--- Exercise data ---
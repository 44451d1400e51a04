//! Filesystem layer for aicommit
//!
//! Provides whole-file text I/O, the `KEY=value` codec used by the
//! persisted config file, and the [`Store`] abstraction the config
//! engine reads and writes through.

pub mod error;
pub mod io;
pub mod kv;
pub mod store;

pub use error::{Error, Result};
pub use kv::RawConfig;
pub use store::{FileStore, MemoryStore, Store};
//! Error types for aicommit-fs

use std::path::PathBuf;

/// Result type for aicommit-fs operations
pub type Result<T> = std::result::Result<T, Error>;

/// Errors that can occur in aicommit-fs operations
#[derive(Debug, thiserror::Error)]
pub enum Error {
    #[error("I/O error at {path}: {source}")]
    Io {
        path: PathBuf,
        #[source]
        source: std::io::Error,
    },

    #[error("Malformed line {line}: {reason}")]
    MalformedLine { line: usize, reason: String },
}

impl Error {
    pub fn io(path: impl Into<PathBuf>, source: std::io::Error) -> Self {
        Self::Io {
            path: path.into(),
            source,
        }
    }

    pub fn malformed(line: usize, reason: impl Into<String>) -> Self {
        Self::MalformedLine {
            line,
            reason: reason.into(),
        }
    }
}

--- Assignment ---
Copy out each record word for word.

--- Answer space ---
repository 44451d1400e51a04
//! Filesystem layer for aicommit
//!
//! Provides whole-file text I/O, the `KEY=value` codec used by the
//! persisted config file, and the [`Store`] abstraction the config
//! engine reads and writes through.

pub mod error;
pub mod io;
pub mod kv;
pub mod store;

pub use error::{Error, Result};
pub use kv::RawConfig;
pub use store::{FileStore, MemoryStore, Store};
//! Error types for aicommit-fs

use std::path::PathBuf;

/// Result type for aicommit-fs operations
pub type Result<T> = std::result::Result<T, Error>;

/// Errors that can occur in aicommit-fs operations
#[derive(Debug, thiserror::Error)]
pub enum Error {
    #[error("I/O error at {path}: {source}")]
    Io {
        path: PathBuf,
        #[source]
        source: std::io::Error,
    },

    #[error("Malformed line {line}: {reason}")]
    MalformedLine { line: usize, reason: String },
}

impl Error {
    pub fn io(path: impl Into<PathBuf>, source: std::io::Error) -> Self {
        Self::Io {
            path: path.into(),
            source,
        }
    }

    pub fn malformed(line: usize, reason: impl Into<String>) -> Self {
        Self::MalformedLine {
            line,
            reason: reason.into(),
        }
    }
}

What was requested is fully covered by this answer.